Thursday, April 28, 2016

The Desert


In Landscapes of the Sacred, Lane (2002) mentions the significance of deserts. Furthermore, Lane (2002) states that “the desert’s compelling indifference its spare simplicity and constant proximity of death, even its expressions of senseless joy amid the brief intensity of life- all these form the turbid complexity of any desert hermeneutic” (Landscapes of the Sacred, pp125). In that sentence Lane goes into great detail of the mysteriousness of a desert. This certain mysterious reminds me of a liminal space; one in which no one is truly in control but rather both in a foreign territory of unbalanced control. Lane describes the desert to be radically different on both extremes when he states that it is “expression of senseless joy amid the brief intensity of life.” I think that only in a liminal place can both extremes can exist because the structure of a liminal world is far less put together and defined than that of the profane world.

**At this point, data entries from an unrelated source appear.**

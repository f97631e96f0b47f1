use std::fmt;
use std::path::Path;

use crate::error::{Error, Result};
use crate::grid::{Grid, IndexTuples};

/// Classification of one angle tuple.
#[derive(Clone, Copy, Debug, Default, PartialEq, Eq, Hash)]
pub enum Cell {
    #[default]
    Free,
    Wall,
    Goal,
    /// Free cell holding the arm's initial configuration.
    Start,
}

impl Cell {
    pub const fn as_char(self) -> char {
        match self {
            Cell::Free => ' ',
            Cell::Wall => '%',
            Cell::Goal => '.',
            Cell::Start => 'P',
        }
    }

    pub const fn from_char(c: char) -> Option<Cell> {
        match c {
            ' ' => Some(Cell::Free),
            '%' => Some(Cell::Wall),
            '.' => Some(Cell::Goal),
            'P' => Some(Cell::Start),
            _ => None,
        }
    }

    /// Start counts as free.
    #[inline]
    pub fn is_free(self) -> bool {
        matches!(self, Cell::Free | Cell::Start)
    }
}

#[derive(Clone, Copy, Debug, Default, PartialEq, Eq)]
pub struct CellCounts {
    pub free: usize,
    pub wall: usize,
    pub goal: usize,
    pub start: usize,
}

/// Discretized configuration space handed to the planner.
#[derive(Clone, Debug, PartialEq)]
pub struct Maze {
    grid: Grid<Cell>,
    offsets: Vec<i32>,
    granularity: i32,
}

impl Maze {
    /// `offsets` holds the lower angle limit of each axis.
    pub fn new(grid: Grid<Cell>, offsets: Vec<i32>, granularity: i32) -> Result<Self> {
        if granularity <= 0 {
            return Err(Error::InvalidGranularity(granularity));
        }
        if offsets.len() != grid.dims().len() {
            return Err(Error::AngleCount {
                expected: grid.dims().len(),
                got: offsets.len(),
            });
        }
        Ok(Self {
            grid,
            offsets,
            granularity,
        })
    }

    #[inline]
    pub fn dims(&self) -> &[usize] {
        self.grid.dims()
    }

    #[inline]
    pub fn offsets(&self) -> &[i32] {
        &self.offsets
    }

    #[inline]
    pub fn granularity(&self) -> i32 {
        self.granularity
    }

    #[inline]
    pub fn grid(&self) -> &Grid<Cell> {
        &self.grid
    }

    /// `None` outside the grid.
    pub fn get(&self, index: &[usize]) -> Option<Cell> {
        self.grid.contains(index).then(|| self.grid.get(index))
    }

    pub fn index_to_angles(&self, index: &[usize]) -> Vec<i32> {
        index
            .iter()
            .zip(&self.offsets)
            .map(|(&i, &min)| i as i32 * self.granularity + min)
            .collect()
    }

    /// `None` if any angle maps outside the grid.
    pub fn angles_to_index(&self, angles: &[i32]) -> Option<Vec<usize>> {
        if angles.len() != self.offsets.len() {
            return None;
        }
        let index: Vec<usize> = angles
            .iter()
            .zip(&self.offsets)
            .map(|(&a, &min)| usize::try_from((a - min).div_euclid(self.granularity)).ok())
            .collect::<Option<_>>()?;
        self.grid.contains(&index).then_some(index)
    }

    pub fn start(&self) -> Option<Vec<usize>> {
        self.grid
            .data
            .iter()
            .position(|&c| c == Cell::Start)
            .map(|flat| self.grid.unravel(flat))
    }

    /// Indices of every goal cell, in row-major order.
    pub fn objectives(&self) -> Vec<Vec<usize>> {
        IndexTuples::new(self.dims())
            .zip(&self.grid.data)
            .filter(|(_, c)| **c == Cell::Goal)
            .map(|(index, _)| index)
            .collect()
    }

    pub fn counts(&self) -> CellCounts {
        let mut counts = CellCounts::default();
        for c in &self.grid.data {
            match c {
                Cell::Free => counts.free += 1,
                Cell::Wall => counts.wall += 1,
                Cell::Goal => counts.goal += 1,
                Cell::Start => counts.start += 1,
            }
        }
        counts
    }

    /// One line per row. Columns are the last axis, rows the remaining axes
    /// flattened in row-major order.
    pub fn to_text(&self) -> String {
        let cols = self.dims().last().copied().unwrap_or(1).max(1);
        let mut out = String::with_capacity(self.grid.len() + self.grid.len() / cols);
        for row in self.grid.data.chunks(cols) {
            out.extend(row.iter().map(|c| c.as_char()));
            out.push('\n');
        }
        out
    }

    pub fn write_to(&self, path: &Path) -> Result<()> {
        if let Some(dir) = path.parent().filter(|d| !d.as_os_str().is_empty()) {
            std::fs::create_dir_all(dir)?;
        }
        std::fs::write(path, self.to_text())?;
        Ok(())
    }

    /// Parse the two-axis text form back into a maze.
    pub fn from_text(text: &str, offsets: [i32; 2], granularity: i32) -> Result<Self> {
        let rows: Vec<&str> = text.lines().collect();
        let cols = rows.first().map_or(0, |r| r.chars().count());
        if rows.is_empty() || cols == 0 {
            return Err(Error::MazeFormat("empty maze".into()));
        }
        let mut data = Vec::with_capacity(rows.len() * cols);
        for (r, row) in rows.iter().enumerate() {
            let before = data.len();
            for (c, ch) in row.chars().enumerate() {
                let cell = Cell::from_char(ch).ok_or_else(|| {
                    Error::MazeFormat(format!("unknown cell {ch:?} at row {r}, column {c}"))
                })?;
                data.push(cell);
            }
            if data.len() - before != cols {
                return Err(Error::MazeFormat(format!(
                    "row {r} has {} cells, expected {cols}",
                    data.len() - before
                )));
            }
        }
        let grid = Grid::from_data(&[rows.len(), cols], data)
            .ok_or_else(|| Error::MazeFormat("cell count mismatch".into()))?;
        Self::new(grid, offsets.to_vec(), granularity)
    }

    pub fn load(path: &Path, offsets: [i32; 2], granularity: i32) -> Result<Self> {
        let text = std::fs::read_to_string(path)?;
        Self::from_text(&text, offsets, granularity)
    }
}

impl fmt::Display for Maze {
    fn fmt(&self, f: &mut fmt::Formatter<'_>) -> fmt::Result {
        f.write_str(&self.to_text())
    }
}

I think back to the ending scene of the film we watched in class, Eternal Sunshine of the Spotless Mind, and recall when Joel and Clementine are in the hallway having a conversation that will essentially be the turning point in their relationship. In this liminal space, similar to the desert, their resolution can end in both a good or bad extremes because the liminal allows them be free to either dimension. Liminal place can be a very powerful place to be and it really depends on who’s involved and the setting that takes place. In the film we see the director use a simple hallway of an apartment complex and in Lane’s book we see him use a desert. Nonetheless, the liminal can be found in either place because of the neutrality that exists that allows the user to freely travel in unexplored and uncommon worlds.